Former presidential candidate Herman Cain told The Daily Caller that he doesn’t know why former House Speaker Newt Gingrich is still in the Republican presidential race and doesn’t “know what’s going on in his head.”

“Everybody knows that Speaker Gingrich is not going to get the nomination, probably,” Cain explained. “It would have to take an absolute long-shot mix-up of everything that would happen at the convention. I don’t know what’s going on in his head, so I can’t comment.”

“I know that when I had to make the decision to drop out of the race, it was more difficult than making the decision to get in the race,” he continued.

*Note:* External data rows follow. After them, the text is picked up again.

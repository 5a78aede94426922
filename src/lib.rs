pub mod analyzer;
pub mod discovery;
pub mod document;
pub mod language;
pub mod metrics;
pub mod protected;
pub mod reader;
pub mod report;

// Re-export the analysis entry points for convenient access
pub use analyzer::{analyze_text, AnalysisOptions, AnalysisResult, ContentType, TextAnalyzer};
pub use document::{count_words, extract_sentences, parse_document, DocumentStructure};
pub use language::{detect_language, is_language_supported, supported_languages, DetectionResult};
pub use metrics::{calculate_metrics, validate_metrics, TextMetrics};
pub use protected::{
    extract_with_placeholders, parse_protected_segments, restore_protected_segments,
    validate_protected_segments, PlaceholderMap, ProtectedSegment,
};

// Re-export batch pipeline utilities used by the CLI and integration tests
pub use report::{generate_report_path, report_exists, FileStats, RunStats};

Cain wants to get on with the election, but the big-ticket donors are already ahead of him.  Politico reports on the consolidation among some of the people who funded super-PACs for the GOP candidates while the fight was still on:

The super PAC mega-donors who dragged out the GOP primary are getting behind the establishment, rather than continuing to back rogue candidates and causes — as some in the Republican Party feared.

Donors like Sheldon Adelson and Foster Friess, who gave millions to anti-establishment presidential primary campaigns, are starting to fall in line — promising to support Mitt Romney and cutting checks to groups fighting for congressional Republicans.

Casino mogul Adelson and his wife, Miriam, who donated more than $15 million to a super PAC supporting Newt Gingrich’s presidential campaign, gave $5 million to a super PAC linked to House Speaker John Boehner in February — according to newly released filings. And Adelson is hosting a fundraiser next Friday at one of his Las Vegas hotels for a Boehner umbrella group that works closely with the Republican National Committee and the National Republican Congressional Committee, POLITICO has learned.

Last week, Friess, a Wyoming investor who donated $1.7 million to super PACs backing Rick Santorum’s since-aborted presidential campaign, told POLITICO he intended to support third-party groups backing Romney.

And even supporters of Texas Gov. Rick Perry, like homebuilder Bob Perry and investors Harold Simmons and Harlan Crow, are giving six- and seven-figure donations to super PACs backing Romney and establishment Republican candidates.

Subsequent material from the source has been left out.